Глаза настоятельницы загорелись блеском удовлетворения при словах о наказании, но он тут же сменился кислой миной, когда хозяин добавил:
– Наказание будет осуществлено здесь и сейчас.
Это совсем не устраивало настоятельницу. Спустить с заносчивой сучки шкуру в стенах монастыря – вот о чем она мечтала, а теперь ее мечты пошли прахом. Здесь, в зимней резиденции хозяина, все будет сделано так, как прикажет хозяин. Раз он сказал двадцать горячих – их будет ровно двадцать, и ни ударом больше.
Тщательно наманикюренный палец хозяина небрежно коснулся головы фигурки Будды. В ту же минуту дверь кабинета бесшумно отворилась, и на пороге появились два громилы. Светловолосые, голубоглазые, они казались братьями-близнецами.
Подчиняясь едва заметному знаку хозяина, они грубо ухватили Лизу и вынесли ее из кабинета. Протащили по коридору, спустились в подвал, небрежно швырнули свою жертву в какой-то бетонный мешок и захлопнули железную дверь. Едва удержавшись на ногах, Лиза огляделась и невольно вздрогнула. Больше всего комната напоминала средневековую камеру пыток. Не хватало только пылающего очага в углу и дыбы под потолком.
Кроме Лизы, в камере были еще четыре девицы – в кожаных штанах и таких же безрукавках. Высокие, мускулистые, они больше напоминали парней, нежели женщин.
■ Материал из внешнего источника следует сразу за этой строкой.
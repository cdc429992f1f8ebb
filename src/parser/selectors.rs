//! CSS selectors for the Hacker News page layouts
//!
//! The origin renders every page as nested tables. These selectors pick out
//! the cells the extractor reads; structural relationships (row pairing,
//! sibling tables) are walked by hand in [`super::html`].

use lazy_static::lazy_static;
use scraper::Selector;

// Helper macro to parse selectors safely at compile time
macro_rules! parse_selector {
    ($s:expr) => {
        Selector::parse($s).expect(concat!("Invalid CSS selector: ", $s))
    };
}

lazy_static! {
    // Structure
    pub(crate) static ref TABLE_IN_CELL: Selector = parse_selector!("td table");
    pub(crate) static ref TABLE: Selector = parse_selector!("table");
    pub(crate) static ref ROW: Selector = parse_selector!("tr");
    pub(crate) static ref CELL: Selector = parse_selector!("td");
    pub(crate) static ref ANCHOR: Selector = parse_selector!("a");
    pub(crate) static ref NESTED_TABLE_IN_ROW: Selector = parse_selector!("tr table");
    pub(crate) static ref FORM: Selector = parse_selector!("form");
    pub(crate) static ref FORM_ROW: Selector = parse_selector!("form tr");
    pub(crate) static ref TEXTAREA: Selector = parse_selector!("textarea");

    // Story rows
    pub(crate) static ref TITLE_CELL: Selector = parse_selector!("td.title");
    pub(crate) static ref SUBTEXT_CELL: Selector = parse_selector!("td.subtext");
    pub(crate) static ref DEFAULT_CELL: Selector = parse_selector!("td.default");
    pub(crate) static ref VOTE_LINK: Selector = parse_selector!("td a[id^=up]");
    pub(crate) static ref COMHEAD: Selector = parse_selector!(".comhead");
    pub(crate) static ref SCORE: Selector = parse_selector!("span[id^=score]");
    pub(crate) static ref USER_LINK: Selector = parse_selector!("a[href^=user]");
    pub(crate) static ref ITEM_LINK: Selector = parse_selector!("a[href^=item]");
    pub(crate) static ref AGE: Selector = parse_selector!(".age");
    pub(crate) static ref TOPTEXT: Selector = parse_selector!(".toptext");

    // Comments and polls
    pub(crate) static ref COMMENT: Selector = parse_selector!(".comment");
    pub(crate) static ref COMMENT_CELL: Selector = parse_selector!("td.comment");
    pub(crate) static ref COMMTEXT: Selector = parse_selector!(".commtext");
    pub(crate) static ref INDENT_SPACER: Selector = parse_selector!("img[src*=\"s.gif\"]");
    pub(crate) static ref INDENT_CELL: Selector = parse_selector!("td.ind[indent]");
    pub(crate) static ref COMHEAD_SPAN: Selector = parse_selector!(".comhead span");
    pub(crate) static ref MORE_COMMENTS_LINK: Selector = parse_selector!("td.title a[href^=\"/x?\"]");
}
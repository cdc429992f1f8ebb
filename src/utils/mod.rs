//! Common utilities and helper functions
//!
//! Small text helpers shared by the extractor and the gateway.

pub mod error;

use regex::Regex;
use std::sync::OnceLock;

/// Returns true when the body contains at least one tag-like marker.
pub fn looks_like_markup(body: &str) -> bool {
    body.contains('<') || body.contains('>')
}

/// Parse a leading integer the way a lenient `parseInt` would: skip leading
/// whitespace, read an optional sign and the digits that follow, ignore the rest.
pub fn leading_int(text: &str) -> Option<i64> {
    let trimmed = text.trim_start();
    let (negative, rest) = match trimmed.strip_prefix('-') {
        Some(rest) => (true, rest),
        None => (false, trimmed.strip_prefix('+').unwrap_or(trimmed)),
    };
    let digits: String = rest.chars().take_while(char::is_ascii_digit).collect();
    let value: i64 = digits.parse().ok()?;
    Some(if negative { -value } else { value })
}

/// Parse a leading decimal number (`parseFloat` semantics).
pub fn leading_float(text: &str) -> Option<f64> {
    static FLOAT_RE: OnceLock<Regex> = OnceLock::new();

    let re = FLOAT_RE
        .get_or_init(|| Regex::new(r"^[+-]?(\d+\.?\d*|\.\d+)").expect("Invalid regex pattern"));

    re.find(text.trim_start())
        .and_then(|m| m.as_str().parse().ok())
}

/// First run of ASCII digits anywhere in the text.
pub fn first_digits(text: &str) -> Option<u64> {
    static DIGITS_RE: OnceLock<Regex> = OnceLock::new();

    let re = DIGITS_RE.get_or_init(|| Regex::new(r"\d+").expect("Invalid regex pattern"));

    re.find(text).and_then(|m| m.as_str().parse().ok())
}

/// Normalize whitespace in text
pub fn normalize_whitespace(text: &str) -> String {
    static WHITESPACE_RE: OnceLock<Regex> = OnceLock::new();

    let re = WHITESPACE_RE.get_or_init(|| Regex::new(r"\s+").expect("Invalid regex pattern"));

    re.replace_all(text.trim(), " ").to_string()
}
//! Upstream origin access
//!
//! [`FetchCoordinator`] is the only component that talks to the origin. It
//! paces dispatches, coalesces concurrent requests for the same path and
//! decodes bodies before handing them back.

pub mod fetcher;
pub mod headers;

pub use fetcher::{FetchContext, FetchCoordinator, Origin};

use serde::{Deserialize, Serialize};
use std::time::Duration;

/// Upstream origin configuration
#[derive(Debug, Clone, Serialize, Deserialize)]
#[serde(default)]
pub struct UpstreamConfig {
    /// Origin base URL
    pub base_url: String,

    /// Minimum spacing between two dispatches, in milliseconds
    pub pacing_interval_ms: u64,

    /// Fetches allowed to wait behind the one in flight
    pub max_queued: usize,

    /// Bound on a single fetch, in seconds
    pub request_timeout_secs: u64,

    /// User-Agent sent to the origin
    pub user_agent: String,
}

impl Default for UpstreamConfig {
    fn default() -> Self {
        Self {
            base_url: "https://news.ycombinator.com".to_string(),
            pacing_interval_ms: 1000,
            max_queued: 1000,
            request_timeout_secs: 10,
            user_agent: headers::DEFAULT_USER_AGENT.to_string(),
        }
    }
}

impl UpstreamConfig {
    pub fn pacing_interval(&self) -> Duration {
        Duration::from_millis(self.pacing_interval_ms)
    }

    pub fn request_timeout(&self) -> Duration {
        Duration::from_secs(self.request_timeout_secs)
    }
}
//! Debugger-facing TCP server.
//!
//! Serves one debugger at a time: accept, run the packet loop until the
//! client detaches or disconnects, then accept the next one.

use crate::config::Config;
use crate::connection::{Connection, Listener};
use crate::error::ServerError;
use crate::handler::{Disposition, PacketHandler};
use crate::reader::{PacketReader, DEFAULT_MAX_FRAMING_RETRIES};
use crate::session::Session;
use rsplink_protocol::{
    Message, Packet, PacketWriter, DEFAULT_MAX_FRAME_SIZE, DEFAULT_PACKET_SIZE,
};
use std::net::SocketAddr;
use std::sync::atomic::{AtomicBool, AtomicU64, Ordering};
use std::time::Duration;
use tokio::sync::{watch, Mutex};

/// Server configuration.
#[derive(Debug, Clone)]
pub struct ServerConfig {
    /// Port to listen on; 0 picks a free one.
    pub port: u16,
    /// How long one accept attempt waits before checking for shutdown.
    pub accept_poll: Duration,
    /// Bytes requested per socket read.
    pub packet_size: usize,
    /// Consecutive framing faults tolerated per read.
    pub max_framing_retries: usize,
    /// Largest accepted frame body in bytes.
    pub max_frame_size: usize,
}

impl Default for ServerConfig {
    fn default() -> Self {
        Self {
            port: crate::config::DEFAULT_PORT,
            accept_poll: Duration::from_millis(500),
            packet_size: DEFAULT_PACKET_SIZE,
            max_framing_retries: DEFAULT_MAX_FRAMING_RETRIES,
            max_frame_size: DEFAULT_MAX_FRAME_SIZE,
        }
    }
}

impl ServerConfig {
    pub fn new(port: u16) -> Self {
        Self {
            port,
            ..Default::default()
        }
    }

    /// Builds the server settings from a loaded [`Config`].
    pub fn from_config(config: &Config) -> Self {
        Self {
            port: config.network.port,
            accept_poll: config.network.accept_poll(),
            packet_size: config.transport.packet_size,
            max_framing_retries: config.transport.max_framing_retries,
            max_frame_size: config.transport.max_frame_size,
        }
    }

    pub fn with_accept_poll(mut self, accept_poll: Duration) -> Self {
        self.accept_poll = accept_poll;
        self
    }
}

/// Server statistics.
#[derive(Debug, Default)]
pub struct ServerStats {
    pub connections_total: AtomicU64,
    pub packets_total: AtomicU64,
    pub framing_faults_total: AtomicU64,
    pub retransmits_total: AtomicU64,
    pub errors_total: AtomicU64,
}

/// TCP server for a GDB remote stub.
pub struct Server<H> {
    config: ServerConfig,
    listener: Listener,
    handler: Mutex<H>,
    stats: ServerStats,
    shutdown: watch::Sender<bool>,
    running: AtomicBool,
}

impl<H: PacketHandler> Server<H> {
    /// Creates a server and starts listening on the configured port.
    pub fn bind(config: ServerConfig, handler: H) -> Result<Self, ServerError> {
        let mut listener = Listener::new(config.port).with_packet_size(config.packet_size);
        listener.listen()?;
        let (shutdown, _) = watch::channel(false);

        Ok(Self {
            config,
            listener,
            handler: Mutex::new(handler),
            stats: ServerStats::default(),
            shutdown,
            running: AtomicBool::new(false),
        })
    }

    /// Returns the address the server is bound to.
    pub fn local_addr(&self) -> Result<SocketAddr, ServerError> {
        self.listener.local_addr()
    }

    /// Runs the accept loop until [`shutdown`](Self::shutdown) is called.
    pub async fn run(&self) -> Result<(), ServerError> {
        let mut shutdown_rx = self.shutdown.subscribe();
        self.running.store(true, Ordering::SeqCst);
        tracing::info!("Waiting for debugger on {}", self.local_addr()?);

        while !*shutdown_rx.borrow() {
            let Some(conn) = self.listener.accept(Some(self.config.accept_poll)).await else {
                continue;
            };

            self.stats.connections_total.fetch_add(1, Ordering::Relaxed);
            let addr = conn.peer_addr();

            match self.serve_client(conn, &mut shutdown_rx).await {
                Ok(()) => {}
                Err(ServerError::ShuttingDown) => {
                    tracing::debug!("[{:?}] Session interrupted by shutdown", addr);
                }
                Err(e) => {
                    tracing::warn!("[{:?}] Session ended with error: {}", addr, e);
                    self.stats.errors_total.fetch_add(1, Ordering::Relaxed);
                }
            }
            tracing::info!("Debugger disconnected: {:?}", addr);
        }

        tracing::info!("Server shutting down");
        self.running.store(false, Ordering::SeqCst);
        Ok(())
    }

    /// Runs the packet loop for one client.
    async fn serve_client(
        &self,
        conn: Connection,
        shutdown: &mut watch::Receiver<bool>,
    ) -> Result<(), ServerError> {
        let mut session = Session::new(conn.peer_addr());
        let mut reader = PacketReader::new(conn)
            .with_max_retries(self.config.max_framing_retries)
            .with_max_frame_size(self.config.max_frame_size);
        let mut writer = PacketWriter::new();
        let mut handler = self.handler.lock().await;

        tracing::debug!("[{:?}] Session {} started", session.remote_addr, session.id);

        let result = loop {
            if *shutdown.borrow() {
                break Err(ServerError::ShuttingDown);
            }

            let message = tokio::select! {
                message = reader.read() => message,
                _ = shutdown.changed() => continue,
            };

            match message {
                Ok(Some(message)) => {
                    let handled = self
                        .handle_message(
                            &mut *handler,
                            &mut session,
                            &mut reader,
                            &mut writer,
                            message,
                        )
                        .await;
                    if let Err(e) = handled {
                        break Err(e);
                    }
                    if session.is_detached() {
                        tracing::debug!("[{:?}] Debugger detached", session.remote_addr);
                        break Ok(());
                    }
                }
                Ok(None) => {
                    tracing::debug!("[{:?}] Connection closed by debugger", session.remote_addr);
                    break Ok(());
                }
                Err(e) => break Err(e),
            }
        };

        self.stats
            .framing_faults_total
            .fetch_add(reader.framing_faults(), Ordering::Relaxed);
        tracing::debug!(
            "[{:?}] Session {} finished after {:?}: {} packets, {} replies, {} retransmits",
            session.remote_addr,
            session.id,
            session.duration(),
            session.packets_received(),
            session.replies_sent(),
            session.retransmits()
        );
        reader.connection_mut().close();
        result
    }

    async fn handle_message(
        &self,
        handler: &mut H,
        session: &mut Session,
        reader: &mut PacketReader,
        writer: &mut PacketWriter,
        message: Message,
    ) -> Result<(), ServerError> {
        match message {
            Message::Ack => Ok(()),
            Message::Nak => {
                tracing::warn!("[{:?}] Debugger requested retransmission", session.remote_addr);
                if let Some(frame) = session.last_reply().cloned() {
                    reader.connection_mut().write(&frame).await?;
                    session.record_retransmit();
                    self.stats.retransmits_total.fetch_add(1, Ordering::Relaxed);
                }
                Ok(())
            }
            Message::Packet(packet) => {
                self.handle_packet(handler, session, reader.connection_mut(), writer, &packet)
                    .await
            }
        }
    }

    async fn handle_packet(
        &self,
        handler: &mut H,
        session: &mut Session,
        conn: &mut Connection,
        writer: &mut PacketWriter,
        packet: &Packet,
    ) -> Result<(), ServerError> {
        session.record_packet();
        self.stats.packets_total.fetch_add(1, Ordering::Relaxed);

        // The packet that turns acks off is itself still acknowledged.
        let ack = session.ack_mode();
        writer.clear();

        match handler.handle(session, packet, writer) {
            Ok(disposition) => {
                if ack {
                    conn.send_ack().await?;
                }
                if disposition != Disposition::NoReply {
                    let frame = conn.send_packet(writer).await?;
                    session.record_reply(frame);
                }
                if disposition == Disposition::Detach {
                    session.detach();
                }
                Ok(())
            }
            Err(e) => {
                tracing::warn!("[{:?}] Handler rejected {}: {}", session.remote_addr, packet, e);
                self.stats.errors_total.fetch_add(1, Ordering::Relaxed);
                writer.clear();
                conn.send_nak().await
            }
        }
    }

    /// Initiates server shutdown.
    pub fn shutdown(&self) {
        self.shutdown.send_replace(true);
    }

    /// Returns whether the server is running.
    pub fn is_running(&self) -> bool {
        self.running.load(Ordering::SeqCst)
    }

    /// Returns server statistics.
    pub fn stats(&self) -> &ServerStats {
        &self.stats
    }
}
«Вечеринка в стиле садо-мазо», – мелькнула у Лизы крамольная мысль, но в следующую минуту ей стало не до шуток.
– Раздевайся и ложись сюда, – приказала одна из девиц, указывая на узкую скамью из едва оструганных досок.
– Как раздеваться? – мрачно уточнила Лиза, имея в виду, нужно ли снимать белье.
– Быстро, – последовал ответ, и она поняла, что юмор здесь очень своеобразный. – Не тяни резину, если не хочешь, чтобы твои шмотки превратились в рваные тряпки.
Сообразив, что спорами, а уж тем более сопротивлением, она только ухудшит свое положение, Лиза быстро скинула рубашку и джинсы. Дождавшись, когда она разденется донага, девица указала на скамью, коротко повторив:
– Ложись.
Сжав зубы, Лиза легла на доски лицом вниз и, закрыв глаза, заставила себя расслабиться. Она по опыту знала, что порка легче переносится при расслабленных мышцах. В воздухе свистнула розга, и Лиза невольно вздрогнула, когда ее ягодицы обожгло. Удары сыпались на ее пятую точку размеренно и сильно. Так сильно, что после седьмого удара Лиза не смогла сдержать стон.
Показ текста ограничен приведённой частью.